WHAT TO DO -> Beginning with the line that contains "return String::new();", transcribe every line through the end of the entries exactly as written, and reproduce nothing else.
Segment Open
//! Subscription descriptors for the public feed channels

use std::fmt;
use std::str::FromStr;

use serde::{Deserialize, Serialize};

use crate::error::FeedError;

/// Feed channel selector. The wire tag doubles as the `type` field of both
/// the subscribe frame and every inbound data frame.
#[derive(Debug, Clone, Copy, PartialEq, Eq, Hash, Serialize, Deserialize)]
#[serde(rename_all = "lowercase")]
pub enum ChannelKind {
    Ticker,
    Transaction,
    OrderBookDepth,
}

impl ChannelKind {
    pub fn as_wire(&self) -> &'static str {
        match self {
            ChannelKind::Ticker => "ticker",
            ChannelKind::Transaction => "transaction",
            ChannelKind::OrderBookDepth => "orderbookdepth",
        }
    }
}

impl fmt::Display for ChannelKind {
    fn fmt(&self, f: &mut fmt::Formatter<'_>) -> fmt::Result {
        f.write_str(self.as_wire())
    }
}

impl FromStr for ChannelKind {
    type Err = FeedError;

    fn from_str(s: &str) -> Result<Self, Self::Err> {
        match s {
            "ticker" => Ok(ChannelKind::Ticker),
            "transaction" => Ok(ChannelKind::Transaction),
            "orderbookdepth" => Ok(ChannelKind::OrderBookDepth),
            other => Err(FeedError::InvalidSubscription(format!(
                "unknown channel: {other}"
            ))),
        }
    }
}

/// Candle interval tags accepted by the ticker channel.
#[derive(Debug, Clone, Copy, PartialEq, Eq, Hash, Serialize, Deserialize)]
pub enum TickInterval {
    #[serde(rename = "30M")]
    ThirtyMinute,
    #[serde(rename = "1H")]
    OneHour,
    #[serde(rename = "12H")]
    TwelveHour,
    #[serde(rename = "24H")]
    TwentyFourHour,
    #[serde(rename = "MID")]
    Mid,
}

impl TickInterval {
    pub fn as_wire(&self) -> &'static str {
        match self {
            TickInterval::ThirtyMinute => "30M",
            TickInterval::OneHour => "1H",
            TickInterval::TwelveHour => "12H",
            TickInterval::TwentyFourHour => "24H",
            TickInterval::Mid => "MID",
        }
    }
}

impl fmt::Display for TickInterval {
    fn fmt(&self, f: &mut fmt::Formatter<'_>) -> fmt::Result {
        f.write_str(self.as_wire())
    }
}

impl FromStr for TickInterval {
    type Err = FeedError;

    fn from_str(s: &str) -> Result<Self, Self::Err> {
        match s {
            "30M" => Ok(TickInterval::ThirtyMinute),
            "1H" => Ok(TickInterval::OneHour),
            "12H" => Ok(TickInterval::TwelveHour),
            "24H" => Ok(TickInterval::TwentyFourHour),
            "MID" => Ok(TickInterval::Mid),
            other => Err(FeedError::InvalidSubscription(format!(
                "unknown tick interval: {other}"
            ))),
        }
    }
}

/// Immutable description of one channel subscription: which channel, which
/// symbols, which candle intervals. Built once and handed to the client;
/// validation happens at construction so a connected client never carries a
/// descriptor the remote cannot accept.
#[derive(Debug, Clone, PartialEq)]
pub struct SubscriptionDescriptor {
    channel: ChannelKind,
    symbols: Vec<String>,
    intervals: Vec<TickInterval>,
}

impl SubscriptionDescriptor {
    /// Ticker channel subscription. Requires at least one interval.
    pub fn ticker(
        symbols: Vec<String>,
        intervals: Vec<TickInterval>,
    ) -> Result<Self, FeedError> {
        if intervals.is_empty() {
            return Err(FeedError::InvalidSubscription(
                "ticker subscription requires at least one tick interval".into(),
            ));
        }
        Self::new(ChannelKind::Ticker, symbols, intervals)
    }

    /// Transaction channel subscription. Intervals are passed through when
    /// given but carry no meaning for this channel.
    pub fn transaction(
        symbols: Vec<String>,
        intervals: Vec<TickInterval>,
    ) -> Result<Self, FeedError> {
        Self::new(ChannelKind::Transaction, symbols, intervals)
    }

    /// Order-book depth channel subscription.
    pub fn order_book_depth(
        symbols: Vec<String>,
        intervals: Vec<TickInterval>,
    ) -> Result<Self, FeedError> {
        Self::new(ChannelKind::OrderBookDepth, symbols, intervals)
    }

    fn new(
        channel: ChannelKind,
        symbols: Vec<String>,
        intervals: Vec<TickInterval>,
    ) -> Result<Self, FeedError> {
        if symbols.is_empty() {
            return Err(FeedError::InvalidSubscription(
                "subscription requires at least one symbol".into(),
            ));
        }
        for symbol in &symbols {
            if !is_valid_symbol(symbol) {
                return Err(FeedError::InvalidSubscription(format!(
                    "symbol {symbol} is not in BASE_QUOTE form"
                )));
            }
        }
        let mut deduped = Vec::with_capacity(intervals.len());
        for interval in intervals {
            if !deduped.contains(&interval) {
                deduped.push(interval);
            }
        }
        Ok(Self {
            channel,
            symbols,
            intervals: deduped,
        })
    }

    pub fn channel(&self) -> ChannelKind {
        self.channel
    }

    pub fn symbols(&self) -> &[String] {
        &self.symbols
    }

    pub fn intervals(&self) -> &[TickInterval] {
        &self.intervals
    }
}

/// Symbols are order currency and payment currency joined by an underscore,
/// e.g. `BTC_KRW`.
fn is_valid_symbol(symbol: &str) -> bool {
    match symbol.split_once('_') {
        Some((base, quote)) => !base.is_empty() && !quote.is_empty(),
        None => false,
    }
}
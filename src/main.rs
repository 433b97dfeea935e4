//! bitock - Bithumb Market Data Streaming Client
//!
//! Connects to the public WebSocket feed, fans ticker records out to the
//! volume-power workers and the symbol ledger, and records trading decisions
//! to a CSV journal. Reconnects with exponential backoff.

use std::net::SocketAddr;
use std::sync::Arc;
use std::time::Duration;

use axum::{routing::get, Json, Router};
use prometheus::IntGauge;
use tokio::time::sleep;
use tokio_util::sync::CancellationToken;
use tracing::{error, info, warn, Level};
use tracing_subscriber::{fmt, prelude::*, EnvFilter};

use bitock::{
    BithumbSnapshotFetcher, Config, DecisionJournal, DecisionSink, FeedClient,
    FeedStats, LedgerSubscriber, SnapshotFetcher, Subscriber, SubscriptionDescriptor,
    SymbolLedger, VolumePowerWorker, WorkerManager,
};

/// Maximum backoff delay in milliseconds (60 seconds)
const MAX_BACKOFF_MS: u64 = 60_000;

#[tokio::main]
async fn main() -> anyhow::Result<()> {
    // Initialize logging
    tracing_subscriber::registry()
        .with(fmt::layer().json())
        .with(EnvFilter::from_default_env().add_directive(Level::INFO.into()))
        .init();

    info!("Starting bitock market data client");

    // Load configuration
    let config = Arc::new(Config::load()?);
    info!(
        symbols = ?config.symbols,
        intervals = ?config.tick_intervals,
        "Configuration loaded"
    );

    let descriptor = SubscriptionDescriptor::ticker(
        config.symbols.clone(),
        config.tick_intervals.clone(),
    )?;

    // Shared collaborators
    let fetcher: Arc<dyn SnapshotFetcher> = Arc::new(BithumbSnapshotFetcher::new(
        &config.rest_endpoint,
        config.snapshot_depth,
    ));
    let journal = Arc::new(DecisionJournal::new(&config.records_dir, "decisions")?);
    let ledger = Arc::new(SymbolLedger::new(config.ledger_capacity));

    // One worker per configured symbol
    let mut manager = WorkerManager::new();
    for symbol in &config.symbols {
        manager.add_worker(VolumePowerWorker::new(
            symbol.clone(),
            fetcher.clone(),
            journal.clone() as Arc<dyn DecisionSink>,
            config.buy_power_threshold,
            config.sell_power_threshold,
        ));
    }
    let manager: Arc<dyn Subscriber> = Arc::new(manager);

    // Start health check server
    let health_port = config.health_port;
    tokio::spawn(async move {
        if let Err(e) = start_health_server(health_port).await {
            warn!(error = %e, "Health server error");
        }
    });

    let gauges = FeedGauges::register()?;

    // Forward Ctrl-C into a cooperative shutdown
    let shutdown = CancellationToken::new();
    {
        let shutdown = shutdown.clone();
        tokio::spawn(async move {
            if tokio::signal::ctrl_c().await.is_ok() {
                info!("Shutdown signal received");
                shutdown.cancel();
            }
        });
    }

    run_supervised(&config, descriptor, manager, ledger, &gauges, shutdown).await?;

    journal.close().await;
    info!("Shutdown complete");
    Ok(())
}

/// Drive the client, reconnecting with exponential backoff until shutdown or
/// the attempt limit is reached. The client itself never retries.
async fn run_supervised(
    config: &Config,
    descriptor: SubscriptionDescriptor,
    manager: Arc<dyn Subscriber>,
    ledger: Arc<SymbolLedger>,
    gauges: &FeedGauges,
    shutdown: CancellationToken,
) -> anyhow::Result<()> {
    let mut attempts: u32 = 0;

    loop {
        let client = Arc::new(
            FeedClient::new(&config.ws_endpoint, descriptor.clone()).with_timeouts(
                Duration::from_millis(config.connect_timeout_ms),
                Duration::from_millis(config.handshake_timeout_ms),
            ),
        );
        client.subscribe(manager.clone());
        client.subscribe(Arc::new(LedgerSubscriber::new(ledger.clone())));

        // Relay shutdown to this attempt's client
        let stopper = {
            let client = client.clone();
            let shutdown = shutdown.clone();
            tokio::spawn(async move {
                shutdown.cancelled().await;
                client.stop();
            })
        };

        // Export live counters while the client runs
        let stats_task = {
            let client = client.clone();
            let gauges = gauges.clone();
            tokio::spawn(async move {
                let mut tick = tokio::time::interval(Duration::from_secs(10));
                loop {
                    tick.tick().await;
                    gauges.update(client.stats());
                }
            })
        };

        let result = client.run().await;
        stopper.abort();
        stats_task.abort();
        let stats = client.stats();
        gauges.update(stats);

        match result {
            Ok(()) => {
                info!("Client stopped");
                return Ok(());
            }
            Err(e) if shutdown.is_cancelled() => {
                info!(error = %e, "Connection ended during shutdown");
                return Ok(());
            }
            Err(e) => {
                error!(error = %e, "Feed connection ended");
                if stats.frames_received > 0 {
                    // The session actually streamed; restart the backoff ladder
                    attempts = 0;
                }
                attempts += 1;
                if attempts >= config.max_reconnect_attempts {
                    anyhow::bail!("giving up after {attempts} reconnect attempts");
                }

                let base_delay = config.reconnect_delay_ms * 2u64.pow(attempts.min(6));
                let delay = Duration::from_millis(base_delay.min(MAX_BACKOFF_MS));
                warn!(
                    attempt = attempts,
                    delay_secs = delay.as_secs(),
                    "Reconnecting after error..."
                );

                tokio::select! {
                    _ = sleep(delay) => {}
                    _ = shutdown.cancelled() => return Ok(()),
                }
            }
        }
    }
}

/// Feed counters exported on /metrics
#[derive(Clone)]
struct FeedGauges {
    frames_received: IntGauge,
    records_dispatched: IntGauge,
    frames_drained: IntGauge,
    decode_failures: IntGauge,
    delivery_faults: IntGauge,
}

impl FeedGauges {
    fn register() -> anyhow::Result<Self> {
        Ok(Self {
            frames_received: prometheus::register_int_gauge!(
                "bitock_frames_received",
                "Text frames received from the feed"
            )?,
            records_dispatched: prometheus::register_int_gauge!(
                "bitock_records_dispatched",
                "Records fanned out to subscribers"
            )?,
            frames_drained: prometheus::register_int_gauge!(
                "bitock_frames_drained",
                "Frames discarded with no subscriber registered"
            )?,
            decode_failures: prometheus::register_int_gauge!(
                "bitock_decode_failures",
                "Frames that failed to decode"
            )?,
            delivery_faults: prometheus::register_int_gauge!(
                "bitock_delivery_faults",
                "Subscriber callbacks that returned an error"
            )?,
        })
    }

    fn update(&self, stats: FeedStats) {
        self.frames_received.set(stats.frames_received as i64);
        self.records_dispatched.set(stats.records_dispatched as i64);
        self.frames_drained.set(stats.frames_drained as i64);
        self.decode_failures.set(stats.decode_failures as i64);
        self.delivery_faults.set(stats.delivery_faults as i64);
    }
}

/// Start HTTP server for health checks and metrics
async fn start_health_server(port: u16) -> anyhow::Result<()> {
    let app = Router::new()
        .route("/health", get(health_check))
        .route("/metrics", get(metrics));

    let addr = SocketAddr::from(([0, 0, 0, 0], port));
    info!(addr = %addr, "Starting health check server");

    let listener = tokio::net::TcpListener::bind(addr).await?;
    axum::serve(listener, app).await?;

    Ok(())
}

async fn health_check() -> Json<serde_json::Value> {
    Json(serde_json::json!({
        "status": "healthy",
        "component": "bitock",
        "timestamp": chrono::Utc::now().to_rfc3339()
    }))
}

async fn metrics() -> String {
    use prometheus::{Encoder, TextEncoder};
    let encoder = TextEncoder::new();
    let metric_families = prometheus::gather();
    let mut buffer = Vec::new();
    if encoder.encode(&metric_families, &mut buffer).is_err() {
        return String::new();
    }
    String::from_utf8(buffer).unwrap_or_default()
}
Segment Closed
TASK RESPONSE ->
        return String::new();
    }
    String::from_utf8(buffer).unwrap_or_default()
}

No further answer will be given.